### ACTIVITY
For the listing below, output exactly the lines from the line with "documents, newest first." up to and including the line with "fn parse_uuid(raw: &str)", and no other lines.

### SUPPLIED INFORMATION
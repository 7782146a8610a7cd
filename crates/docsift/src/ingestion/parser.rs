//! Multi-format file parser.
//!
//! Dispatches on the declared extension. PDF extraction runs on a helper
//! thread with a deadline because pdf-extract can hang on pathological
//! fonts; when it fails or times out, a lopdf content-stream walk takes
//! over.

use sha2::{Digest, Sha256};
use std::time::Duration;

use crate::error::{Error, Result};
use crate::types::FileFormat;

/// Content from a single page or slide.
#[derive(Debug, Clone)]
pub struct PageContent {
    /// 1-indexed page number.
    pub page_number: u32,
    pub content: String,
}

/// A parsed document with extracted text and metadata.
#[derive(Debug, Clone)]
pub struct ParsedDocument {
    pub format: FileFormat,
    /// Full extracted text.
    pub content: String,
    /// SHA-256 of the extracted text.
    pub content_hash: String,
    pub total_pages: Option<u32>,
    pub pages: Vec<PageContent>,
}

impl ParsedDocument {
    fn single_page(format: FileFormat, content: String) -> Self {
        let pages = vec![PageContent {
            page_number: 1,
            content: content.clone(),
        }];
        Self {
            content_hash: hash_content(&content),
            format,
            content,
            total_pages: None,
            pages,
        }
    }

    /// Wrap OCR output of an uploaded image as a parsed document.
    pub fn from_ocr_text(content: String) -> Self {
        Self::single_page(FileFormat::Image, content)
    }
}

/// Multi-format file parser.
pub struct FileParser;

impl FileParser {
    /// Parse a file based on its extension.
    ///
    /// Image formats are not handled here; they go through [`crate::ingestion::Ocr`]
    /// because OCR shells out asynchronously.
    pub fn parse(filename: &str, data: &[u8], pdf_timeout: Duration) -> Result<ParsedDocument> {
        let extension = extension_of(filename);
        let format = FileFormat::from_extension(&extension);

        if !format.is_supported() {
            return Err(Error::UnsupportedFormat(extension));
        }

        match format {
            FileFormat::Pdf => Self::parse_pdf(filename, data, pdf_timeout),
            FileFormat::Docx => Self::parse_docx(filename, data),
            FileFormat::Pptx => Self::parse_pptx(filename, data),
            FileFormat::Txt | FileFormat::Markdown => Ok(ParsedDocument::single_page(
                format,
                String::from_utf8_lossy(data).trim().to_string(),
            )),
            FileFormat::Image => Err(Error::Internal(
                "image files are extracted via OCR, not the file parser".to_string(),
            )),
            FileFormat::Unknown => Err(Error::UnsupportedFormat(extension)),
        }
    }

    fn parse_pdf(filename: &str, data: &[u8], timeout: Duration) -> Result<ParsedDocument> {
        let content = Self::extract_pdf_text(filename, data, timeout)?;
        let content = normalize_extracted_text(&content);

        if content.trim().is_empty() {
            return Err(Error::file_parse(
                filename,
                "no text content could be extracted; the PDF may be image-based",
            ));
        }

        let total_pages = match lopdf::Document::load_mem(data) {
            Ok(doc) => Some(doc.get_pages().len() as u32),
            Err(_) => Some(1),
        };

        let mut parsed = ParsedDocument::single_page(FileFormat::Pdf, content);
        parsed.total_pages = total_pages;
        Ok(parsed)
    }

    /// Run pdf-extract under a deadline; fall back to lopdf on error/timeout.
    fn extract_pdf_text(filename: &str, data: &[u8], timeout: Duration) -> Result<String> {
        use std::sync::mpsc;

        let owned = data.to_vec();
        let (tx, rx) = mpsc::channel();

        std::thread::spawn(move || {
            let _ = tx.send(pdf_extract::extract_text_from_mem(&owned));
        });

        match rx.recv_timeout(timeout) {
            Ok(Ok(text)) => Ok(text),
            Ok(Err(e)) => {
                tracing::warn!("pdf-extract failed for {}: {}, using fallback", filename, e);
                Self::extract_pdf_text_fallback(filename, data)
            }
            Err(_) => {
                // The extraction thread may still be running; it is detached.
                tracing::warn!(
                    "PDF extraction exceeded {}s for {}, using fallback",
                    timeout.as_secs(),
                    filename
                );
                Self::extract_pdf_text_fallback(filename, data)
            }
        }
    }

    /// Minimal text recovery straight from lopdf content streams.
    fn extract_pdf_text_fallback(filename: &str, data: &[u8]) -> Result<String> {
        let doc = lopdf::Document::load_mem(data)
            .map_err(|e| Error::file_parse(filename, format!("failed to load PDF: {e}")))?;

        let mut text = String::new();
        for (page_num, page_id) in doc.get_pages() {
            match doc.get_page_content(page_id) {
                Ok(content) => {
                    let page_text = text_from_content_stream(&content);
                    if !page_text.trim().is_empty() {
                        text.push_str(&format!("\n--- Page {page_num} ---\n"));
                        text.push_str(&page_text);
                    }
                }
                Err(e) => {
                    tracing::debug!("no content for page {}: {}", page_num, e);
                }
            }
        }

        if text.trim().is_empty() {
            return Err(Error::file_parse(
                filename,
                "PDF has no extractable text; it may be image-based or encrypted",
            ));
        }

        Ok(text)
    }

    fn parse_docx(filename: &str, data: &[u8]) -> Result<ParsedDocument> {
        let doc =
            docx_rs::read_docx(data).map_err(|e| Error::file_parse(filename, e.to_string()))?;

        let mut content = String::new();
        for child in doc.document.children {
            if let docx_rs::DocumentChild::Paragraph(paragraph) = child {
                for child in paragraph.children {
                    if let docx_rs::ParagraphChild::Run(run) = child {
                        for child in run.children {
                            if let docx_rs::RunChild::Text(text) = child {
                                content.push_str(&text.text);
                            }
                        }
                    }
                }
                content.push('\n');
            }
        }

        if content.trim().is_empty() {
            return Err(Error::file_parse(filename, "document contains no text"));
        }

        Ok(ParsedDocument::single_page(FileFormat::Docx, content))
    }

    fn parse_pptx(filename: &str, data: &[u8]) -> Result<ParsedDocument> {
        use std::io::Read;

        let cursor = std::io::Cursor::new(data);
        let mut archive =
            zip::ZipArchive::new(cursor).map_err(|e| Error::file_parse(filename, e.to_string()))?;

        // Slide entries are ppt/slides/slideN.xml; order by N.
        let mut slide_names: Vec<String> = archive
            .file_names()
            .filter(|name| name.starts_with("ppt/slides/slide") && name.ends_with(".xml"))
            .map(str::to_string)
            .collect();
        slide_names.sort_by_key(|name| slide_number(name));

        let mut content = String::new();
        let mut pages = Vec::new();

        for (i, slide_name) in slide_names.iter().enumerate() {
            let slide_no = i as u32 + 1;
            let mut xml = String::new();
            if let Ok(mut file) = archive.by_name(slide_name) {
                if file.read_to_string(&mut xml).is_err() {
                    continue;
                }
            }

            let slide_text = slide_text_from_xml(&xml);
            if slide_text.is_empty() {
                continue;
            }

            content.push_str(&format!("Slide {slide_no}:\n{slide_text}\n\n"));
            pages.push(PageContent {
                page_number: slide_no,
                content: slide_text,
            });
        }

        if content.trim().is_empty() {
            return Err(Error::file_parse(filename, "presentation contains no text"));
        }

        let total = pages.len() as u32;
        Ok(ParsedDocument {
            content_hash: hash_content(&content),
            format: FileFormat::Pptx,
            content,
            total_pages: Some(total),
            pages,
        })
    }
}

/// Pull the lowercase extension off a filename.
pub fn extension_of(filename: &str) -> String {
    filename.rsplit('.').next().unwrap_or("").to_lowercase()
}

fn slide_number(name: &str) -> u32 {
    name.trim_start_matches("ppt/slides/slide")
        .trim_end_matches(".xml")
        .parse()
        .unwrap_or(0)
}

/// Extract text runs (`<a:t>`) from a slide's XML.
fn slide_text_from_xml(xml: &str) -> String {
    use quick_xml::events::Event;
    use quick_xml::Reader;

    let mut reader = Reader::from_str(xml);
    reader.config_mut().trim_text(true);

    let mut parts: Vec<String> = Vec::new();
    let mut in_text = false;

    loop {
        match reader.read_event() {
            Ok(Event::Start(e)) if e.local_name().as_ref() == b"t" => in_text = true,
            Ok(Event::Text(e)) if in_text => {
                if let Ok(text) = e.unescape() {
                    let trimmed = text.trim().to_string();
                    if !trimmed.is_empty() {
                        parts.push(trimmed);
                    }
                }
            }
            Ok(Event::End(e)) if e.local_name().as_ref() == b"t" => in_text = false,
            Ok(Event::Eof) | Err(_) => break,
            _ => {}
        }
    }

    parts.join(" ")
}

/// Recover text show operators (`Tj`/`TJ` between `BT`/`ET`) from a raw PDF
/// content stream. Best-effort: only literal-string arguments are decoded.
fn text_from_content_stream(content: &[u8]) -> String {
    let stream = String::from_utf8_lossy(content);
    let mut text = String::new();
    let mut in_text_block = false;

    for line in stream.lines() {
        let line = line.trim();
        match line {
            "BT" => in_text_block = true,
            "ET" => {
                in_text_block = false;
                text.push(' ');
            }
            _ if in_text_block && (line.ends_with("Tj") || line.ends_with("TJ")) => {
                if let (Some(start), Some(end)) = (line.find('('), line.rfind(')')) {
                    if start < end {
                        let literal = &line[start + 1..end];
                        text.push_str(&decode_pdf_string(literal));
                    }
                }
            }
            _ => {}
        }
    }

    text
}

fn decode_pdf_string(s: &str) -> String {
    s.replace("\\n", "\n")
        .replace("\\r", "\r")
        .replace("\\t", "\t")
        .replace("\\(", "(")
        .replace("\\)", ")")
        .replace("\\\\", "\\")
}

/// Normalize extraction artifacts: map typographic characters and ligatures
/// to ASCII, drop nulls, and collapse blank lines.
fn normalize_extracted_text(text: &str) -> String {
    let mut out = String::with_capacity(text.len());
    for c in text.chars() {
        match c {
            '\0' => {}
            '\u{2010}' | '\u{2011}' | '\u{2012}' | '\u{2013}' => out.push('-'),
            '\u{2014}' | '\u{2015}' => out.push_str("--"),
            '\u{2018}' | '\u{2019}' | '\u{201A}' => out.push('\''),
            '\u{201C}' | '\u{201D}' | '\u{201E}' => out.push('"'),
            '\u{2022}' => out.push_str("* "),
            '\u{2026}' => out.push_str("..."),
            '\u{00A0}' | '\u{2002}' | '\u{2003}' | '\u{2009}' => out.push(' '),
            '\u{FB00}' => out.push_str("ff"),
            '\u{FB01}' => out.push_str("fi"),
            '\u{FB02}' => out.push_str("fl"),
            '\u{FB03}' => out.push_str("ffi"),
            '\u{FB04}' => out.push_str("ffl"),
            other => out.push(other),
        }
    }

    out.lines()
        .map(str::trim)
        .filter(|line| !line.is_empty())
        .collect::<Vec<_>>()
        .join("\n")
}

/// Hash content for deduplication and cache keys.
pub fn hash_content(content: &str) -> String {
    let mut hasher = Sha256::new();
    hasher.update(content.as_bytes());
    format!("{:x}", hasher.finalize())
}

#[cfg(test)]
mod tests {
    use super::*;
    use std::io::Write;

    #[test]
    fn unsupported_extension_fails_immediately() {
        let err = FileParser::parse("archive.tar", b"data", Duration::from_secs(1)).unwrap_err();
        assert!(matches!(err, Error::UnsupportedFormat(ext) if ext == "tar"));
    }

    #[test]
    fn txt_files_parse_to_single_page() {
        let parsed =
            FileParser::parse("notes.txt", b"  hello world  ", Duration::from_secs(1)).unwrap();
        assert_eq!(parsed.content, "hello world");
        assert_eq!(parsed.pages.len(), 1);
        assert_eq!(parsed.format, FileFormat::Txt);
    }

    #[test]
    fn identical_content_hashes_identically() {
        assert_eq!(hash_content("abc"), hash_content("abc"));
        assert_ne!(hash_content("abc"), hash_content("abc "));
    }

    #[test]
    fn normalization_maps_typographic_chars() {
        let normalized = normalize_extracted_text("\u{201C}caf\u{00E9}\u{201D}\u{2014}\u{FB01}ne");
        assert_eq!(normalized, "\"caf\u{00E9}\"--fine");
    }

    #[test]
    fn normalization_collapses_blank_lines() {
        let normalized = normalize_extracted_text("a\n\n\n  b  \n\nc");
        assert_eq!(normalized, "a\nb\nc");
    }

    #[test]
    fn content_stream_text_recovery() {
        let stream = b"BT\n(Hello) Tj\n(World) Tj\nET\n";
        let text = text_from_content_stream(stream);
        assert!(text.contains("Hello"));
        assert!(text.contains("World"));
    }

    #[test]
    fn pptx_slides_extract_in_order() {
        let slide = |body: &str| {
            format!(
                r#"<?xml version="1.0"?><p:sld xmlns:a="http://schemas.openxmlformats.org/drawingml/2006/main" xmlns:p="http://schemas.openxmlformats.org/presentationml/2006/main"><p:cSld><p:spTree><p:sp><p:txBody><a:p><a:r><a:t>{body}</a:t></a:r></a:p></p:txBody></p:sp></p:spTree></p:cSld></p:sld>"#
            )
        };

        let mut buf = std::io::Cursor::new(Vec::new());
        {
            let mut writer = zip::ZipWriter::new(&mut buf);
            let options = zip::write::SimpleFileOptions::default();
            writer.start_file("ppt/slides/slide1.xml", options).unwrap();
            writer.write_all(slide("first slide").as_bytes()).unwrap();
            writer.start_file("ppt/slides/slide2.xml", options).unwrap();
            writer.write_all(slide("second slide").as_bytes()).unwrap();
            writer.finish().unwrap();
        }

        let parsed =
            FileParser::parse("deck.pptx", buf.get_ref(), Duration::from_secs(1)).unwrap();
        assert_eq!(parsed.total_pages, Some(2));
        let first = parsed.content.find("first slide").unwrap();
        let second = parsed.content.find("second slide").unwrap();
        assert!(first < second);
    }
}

* * *

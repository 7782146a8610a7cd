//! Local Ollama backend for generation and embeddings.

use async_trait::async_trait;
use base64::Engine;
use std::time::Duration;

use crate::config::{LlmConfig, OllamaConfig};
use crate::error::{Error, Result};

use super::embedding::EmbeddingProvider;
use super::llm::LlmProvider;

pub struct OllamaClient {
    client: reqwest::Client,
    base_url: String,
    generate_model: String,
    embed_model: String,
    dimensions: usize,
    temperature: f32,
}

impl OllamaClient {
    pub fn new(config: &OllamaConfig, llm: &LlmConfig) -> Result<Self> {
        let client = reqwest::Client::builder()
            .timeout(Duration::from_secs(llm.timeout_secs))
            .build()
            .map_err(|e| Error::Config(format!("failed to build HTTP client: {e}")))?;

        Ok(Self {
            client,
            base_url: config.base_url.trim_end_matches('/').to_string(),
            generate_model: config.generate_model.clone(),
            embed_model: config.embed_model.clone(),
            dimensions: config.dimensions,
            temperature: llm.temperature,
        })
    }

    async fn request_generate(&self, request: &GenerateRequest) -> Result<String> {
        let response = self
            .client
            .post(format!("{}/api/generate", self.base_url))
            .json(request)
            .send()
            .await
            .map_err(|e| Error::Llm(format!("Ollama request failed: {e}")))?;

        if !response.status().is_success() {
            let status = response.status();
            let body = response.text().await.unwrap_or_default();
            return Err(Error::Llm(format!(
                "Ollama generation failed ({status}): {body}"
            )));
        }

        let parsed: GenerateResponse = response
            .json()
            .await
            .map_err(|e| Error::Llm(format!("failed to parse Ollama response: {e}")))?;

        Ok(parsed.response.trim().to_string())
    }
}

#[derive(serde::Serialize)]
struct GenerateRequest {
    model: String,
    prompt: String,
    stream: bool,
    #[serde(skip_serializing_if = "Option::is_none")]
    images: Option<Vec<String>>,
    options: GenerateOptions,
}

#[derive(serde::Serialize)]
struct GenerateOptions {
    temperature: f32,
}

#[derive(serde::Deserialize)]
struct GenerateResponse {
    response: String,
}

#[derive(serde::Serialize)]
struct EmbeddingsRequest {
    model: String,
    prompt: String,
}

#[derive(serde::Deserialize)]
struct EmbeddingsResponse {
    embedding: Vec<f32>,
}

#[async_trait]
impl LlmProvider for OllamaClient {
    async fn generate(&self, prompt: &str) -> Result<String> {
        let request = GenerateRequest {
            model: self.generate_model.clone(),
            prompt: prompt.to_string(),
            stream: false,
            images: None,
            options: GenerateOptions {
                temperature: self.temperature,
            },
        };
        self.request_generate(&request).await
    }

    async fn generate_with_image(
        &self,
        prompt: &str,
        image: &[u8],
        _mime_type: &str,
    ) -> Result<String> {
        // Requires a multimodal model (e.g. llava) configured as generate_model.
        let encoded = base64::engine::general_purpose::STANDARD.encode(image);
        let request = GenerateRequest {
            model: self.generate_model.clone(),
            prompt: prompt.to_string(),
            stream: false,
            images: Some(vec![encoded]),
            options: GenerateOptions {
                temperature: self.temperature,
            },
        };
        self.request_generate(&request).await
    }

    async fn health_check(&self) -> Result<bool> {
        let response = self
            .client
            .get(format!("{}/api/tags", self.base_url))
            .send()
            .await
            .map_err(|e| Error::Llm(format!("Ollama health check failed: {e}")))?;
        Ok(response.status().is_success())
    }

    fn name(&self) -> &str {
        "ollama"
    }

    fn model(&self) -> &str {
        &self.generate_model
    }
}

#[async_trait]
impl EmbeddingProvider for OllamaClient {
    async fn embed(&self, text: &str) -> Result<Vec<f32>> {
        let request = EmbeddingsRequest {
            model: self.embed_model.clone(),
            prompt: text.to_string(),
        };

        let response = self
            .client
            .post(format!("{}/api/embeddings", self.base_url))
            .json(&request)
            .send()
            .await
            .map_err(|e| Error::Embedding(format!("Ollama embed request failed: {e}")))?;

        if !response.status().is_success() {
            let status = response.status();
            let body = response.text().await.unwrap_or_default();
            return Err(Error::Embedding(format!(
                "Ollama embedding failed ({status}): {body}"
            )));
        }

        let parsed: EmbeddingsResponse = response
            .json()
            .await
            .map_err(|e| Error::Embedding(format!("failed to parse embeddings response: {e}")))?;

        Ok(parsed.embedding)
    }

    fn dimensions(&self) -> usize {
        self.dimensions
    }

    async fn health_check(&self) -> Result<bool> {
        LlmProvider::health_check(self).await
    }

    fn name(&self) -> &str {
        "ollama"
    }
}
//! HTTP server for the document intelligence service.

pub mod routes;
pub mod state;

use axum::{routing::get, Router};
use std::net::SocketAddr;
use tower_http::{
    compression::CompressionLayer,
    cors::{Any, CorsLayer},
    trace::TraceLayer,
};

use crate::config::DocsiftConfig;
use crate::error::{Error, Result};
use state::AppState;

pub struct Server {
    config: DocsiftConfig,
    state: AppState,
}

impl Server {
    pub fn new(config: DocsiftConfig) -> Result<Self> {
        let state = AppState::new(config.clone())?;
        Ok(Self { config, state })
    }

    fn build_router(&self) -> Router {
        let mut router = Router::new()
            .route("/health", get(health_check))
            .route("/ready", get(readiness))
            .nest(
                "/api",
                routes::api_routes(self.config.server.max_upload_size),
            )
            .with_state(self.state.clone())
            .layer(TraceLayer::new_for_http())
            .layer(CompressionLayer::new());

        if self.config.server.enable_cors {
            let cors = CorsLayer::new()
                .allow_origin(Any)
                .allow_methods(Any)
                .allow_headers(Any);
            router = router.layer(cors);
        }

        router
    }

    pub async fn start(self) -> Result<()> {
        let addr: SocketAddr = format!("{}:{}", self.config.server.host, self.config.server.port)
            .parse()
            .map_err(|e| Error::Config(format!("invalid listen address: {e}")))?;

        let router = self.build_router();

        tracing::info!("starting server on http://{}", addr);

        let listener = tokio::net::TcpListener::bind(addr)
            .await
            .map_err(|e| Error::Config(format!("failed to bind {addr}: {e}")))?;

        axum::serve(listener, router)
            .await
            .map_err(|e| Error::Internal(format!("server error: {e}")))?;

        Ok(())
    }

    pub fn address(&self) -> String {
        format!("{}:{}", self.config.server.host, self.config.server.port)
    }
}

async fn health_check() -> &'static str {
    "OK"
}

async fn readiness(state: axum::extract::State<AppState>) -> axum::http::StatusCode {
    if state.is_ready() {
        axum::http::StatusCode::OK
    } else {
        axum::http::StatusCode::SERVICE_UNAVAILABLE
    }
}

--

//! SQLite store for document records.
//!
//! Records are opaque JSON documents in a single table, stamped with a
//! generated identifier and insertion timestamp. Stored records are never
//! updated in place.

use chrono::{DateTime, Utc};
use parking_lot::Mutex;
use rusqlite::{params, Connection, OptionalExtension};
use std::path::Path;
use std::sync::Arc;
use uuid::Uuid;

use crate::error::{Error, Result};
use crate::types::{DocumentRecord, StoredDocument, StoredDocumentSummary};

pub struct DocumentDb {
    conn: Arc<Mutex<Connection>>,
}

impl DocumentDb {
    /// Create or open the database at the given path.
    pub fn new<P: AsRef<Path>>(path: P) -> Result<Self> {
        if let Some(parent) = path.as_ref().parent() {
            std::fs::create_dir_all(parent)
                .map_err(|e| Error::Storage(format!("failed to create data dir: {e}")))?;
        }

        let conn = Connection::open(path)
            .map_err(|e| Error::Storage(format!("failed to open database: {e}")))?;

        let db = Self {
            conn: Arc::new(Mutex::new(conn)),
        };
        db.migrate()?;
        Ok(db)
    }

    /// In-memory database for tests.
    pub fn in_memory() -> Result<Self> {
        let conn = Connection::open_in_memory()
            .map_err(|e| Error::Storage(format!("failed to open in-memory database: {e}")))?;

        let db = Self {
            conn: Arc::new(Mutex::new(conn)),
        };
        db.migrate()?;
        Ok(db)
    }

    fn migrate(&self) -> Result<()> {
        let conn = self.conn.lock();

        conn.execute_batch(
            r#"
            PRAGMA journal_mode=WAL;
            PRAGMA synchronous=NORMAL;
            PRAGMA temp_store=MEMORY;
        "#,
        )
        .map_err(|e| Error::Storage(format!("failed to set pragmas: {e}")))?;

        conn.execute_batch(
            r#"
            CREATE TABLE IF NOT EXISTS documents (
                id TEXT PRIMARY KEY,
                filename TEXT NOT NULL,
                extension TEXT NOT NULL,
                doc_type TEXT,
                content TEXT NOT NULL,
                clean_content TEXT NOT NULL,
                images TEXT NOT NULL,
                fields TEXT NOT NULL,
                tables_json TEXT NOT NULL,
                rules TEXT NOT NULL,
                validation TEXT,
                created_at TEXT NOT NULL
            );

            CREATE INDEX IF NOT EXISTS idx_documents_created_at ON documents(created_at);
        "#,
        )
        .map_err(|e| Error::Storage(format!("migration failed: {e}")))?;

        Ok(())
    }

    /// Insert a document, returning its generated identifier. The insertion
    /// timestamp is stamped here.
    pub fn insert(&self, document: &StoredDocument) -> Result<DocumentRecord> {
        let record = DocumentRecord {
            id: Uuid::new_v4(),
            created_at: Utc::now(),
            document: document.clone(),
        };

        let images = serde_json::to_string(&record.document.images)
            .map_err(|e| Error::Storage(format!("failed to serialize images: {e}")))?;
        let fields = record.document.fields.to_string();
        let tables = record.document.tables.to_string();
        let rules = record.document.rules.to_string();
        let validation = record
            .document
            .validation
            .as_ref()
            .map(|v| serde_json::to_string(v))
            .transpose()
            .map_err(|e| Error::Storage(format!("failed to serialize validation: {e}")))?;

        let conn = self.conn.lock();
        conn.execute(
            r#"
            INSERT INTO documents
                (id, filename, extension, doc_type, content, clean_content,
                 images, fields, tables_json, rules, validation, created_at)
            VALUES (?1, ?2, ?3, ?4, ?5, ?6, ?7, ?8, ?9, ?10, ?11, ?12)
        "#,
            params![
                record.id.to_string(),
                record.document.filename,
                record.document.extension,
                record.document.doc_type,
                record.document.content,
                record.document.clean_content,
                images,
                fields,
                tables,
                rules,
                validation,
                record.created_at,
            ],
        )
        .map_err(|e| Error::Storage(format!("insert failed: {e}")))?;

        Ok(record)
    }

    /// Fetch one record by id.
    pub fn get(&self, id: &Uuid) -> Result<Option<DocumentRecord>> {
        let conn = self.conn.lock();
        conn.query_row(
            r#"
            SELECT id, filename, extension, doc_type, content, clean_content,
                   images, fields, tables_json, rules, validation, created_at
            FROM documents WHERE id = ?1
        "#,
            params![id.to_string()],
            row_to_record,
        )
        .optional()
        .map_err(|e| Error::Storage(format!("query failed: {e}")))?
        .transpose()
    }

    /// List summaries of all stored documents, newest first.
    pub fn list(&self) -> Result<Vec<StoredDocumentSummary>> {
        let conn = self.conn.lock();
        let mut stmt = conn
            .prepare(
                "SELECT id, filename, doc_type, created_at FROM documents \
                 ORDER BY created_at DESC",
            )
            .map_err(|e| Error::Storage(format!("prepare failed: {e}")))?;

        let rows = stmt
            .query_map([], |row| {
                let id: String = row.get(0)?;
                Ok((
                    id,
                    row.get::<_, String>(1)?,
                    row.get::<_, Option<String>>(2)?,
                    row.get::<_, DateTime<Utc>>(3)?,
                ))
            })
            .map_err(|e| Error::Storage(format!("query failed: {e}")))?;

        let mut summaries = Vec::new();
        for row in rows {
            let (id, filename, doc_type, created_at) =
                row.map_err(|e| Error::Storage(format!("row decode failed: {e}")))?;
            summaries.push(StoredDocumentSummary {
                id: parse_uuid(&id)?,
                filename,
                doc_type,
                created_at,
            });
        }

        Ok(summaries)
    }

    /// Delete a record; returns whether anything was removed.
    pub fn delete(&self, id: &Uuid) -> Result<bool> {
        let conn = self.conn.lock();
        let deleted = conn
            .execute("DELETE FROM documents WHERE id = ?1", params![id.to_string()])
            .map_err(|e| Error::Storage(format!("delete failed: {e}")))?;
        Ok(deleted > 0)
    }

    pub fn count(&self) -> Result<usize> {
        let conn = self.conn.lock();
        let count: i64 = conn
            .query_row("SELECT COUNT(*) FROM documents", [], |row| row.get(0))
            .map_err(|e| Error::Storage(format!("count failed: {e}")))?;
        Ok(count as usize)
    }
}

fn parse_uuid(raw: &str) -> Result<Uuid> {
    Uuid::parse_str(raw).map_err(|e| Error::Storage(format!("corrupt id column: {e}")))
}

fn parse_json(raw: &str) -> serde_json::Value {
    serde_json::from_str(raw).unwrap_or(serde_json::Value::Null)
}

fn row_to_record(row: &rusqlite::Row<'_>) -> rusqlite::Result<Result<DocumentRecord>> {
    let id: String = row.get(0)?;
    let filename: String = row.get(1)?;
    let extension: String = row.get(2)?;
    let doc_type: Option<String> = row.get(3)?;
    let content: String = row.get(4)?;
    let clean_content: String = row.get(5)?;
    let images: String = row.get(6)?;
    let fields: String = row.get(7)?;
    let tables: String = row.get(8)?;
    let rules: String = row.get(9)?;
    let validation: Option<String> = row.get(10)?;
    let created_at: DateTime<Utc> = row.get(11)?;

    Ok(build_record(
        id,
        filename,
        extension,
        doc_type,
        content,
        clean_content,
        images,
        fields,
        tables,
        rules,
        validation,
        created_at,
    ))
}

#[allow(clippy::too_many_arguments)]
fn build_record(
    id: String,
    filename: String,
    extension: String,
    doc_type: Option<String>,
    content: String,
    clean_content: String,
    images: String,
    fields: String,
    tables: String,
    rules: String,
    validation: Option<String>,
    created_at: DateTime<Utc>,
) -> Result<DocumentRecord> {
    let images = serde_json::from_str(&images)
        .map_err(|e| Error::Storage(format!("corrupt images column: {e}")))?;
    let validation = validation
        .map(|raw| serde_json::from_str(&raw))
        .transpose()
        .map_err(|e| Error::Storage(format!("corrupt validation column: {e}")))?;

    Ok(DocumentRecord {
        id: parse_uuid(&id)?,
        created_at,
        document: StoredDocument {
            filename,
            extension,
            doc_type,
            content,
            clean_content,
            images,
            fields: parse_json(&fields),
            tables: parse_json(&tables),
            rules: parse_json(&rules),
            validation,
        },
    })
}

### RESPONSE AREA
    /// List summaries of all stored documents, newest first.
    pub fn list(&self) -> Result<Vec<StoredDocumentSummary>> {
        let conn = self.conn.lock();
        let mut stmt = conn
            .prepare(
                "SELECT id, filename, doc_type, created_at FROM documents \
                 ORDER BY created_at DESC",
            )
            .map_err(|e| Error::Storage(format!("prepare failed: {e}")))?;

        let rows = stmt
            .query_map([], |row| {
                let id: String = row.get(0)?;
                Ok((
                    id,
                    row.get::<_, String>(1)?,
                    row.get::<_, Option<String>>(2)?,
                    row.get::<_, DateTime<Utc>>(3)?,
                ))
            })
            .map_err(|e| Error::Storage(format!("query failed: {e}")))?;

        let mut summaries = Vec::new();
        for row in rows {
            let (id, filename, doc_type, created_at) =
                row.map_err(|e| Error::Storage(format!("row decode failed: {e}")))?;
            summaries.push(StoredDocumentSummary {
                id: parse_uuid(&id)?,
                filename,
                doc_type,
                created_at,
            });
        }

        Ok(summaries)
    }

    /// Delete a record; returns whether anything was removed.
    pub fn delete(&self, id: &Uuid) -> Result<bool> {
        let conn = self.conn.lock();
        let deleted = conn
            .execute("DELETE FROM documents WHERE id = ?1", params![id.to_string()])
            .map_err(|e| Error::Storage(format!("delete failed: {e}")))?;
        Ok(deleted > 0)
    }

    pub fn count(&self) -> Result<usize> {
        let conn = self.conn.lock();
        let count: i64 = conn
            .query_row("SELECT COUNT(*) FROM documents", [], |row| row.get(0))
            .map_err(|e| Error::Storage(format!("count failed: {e}")))?;
        Ok(count as usize)
    }
}

fn parse_uuid(raw: &str) -> Result<Uuid> {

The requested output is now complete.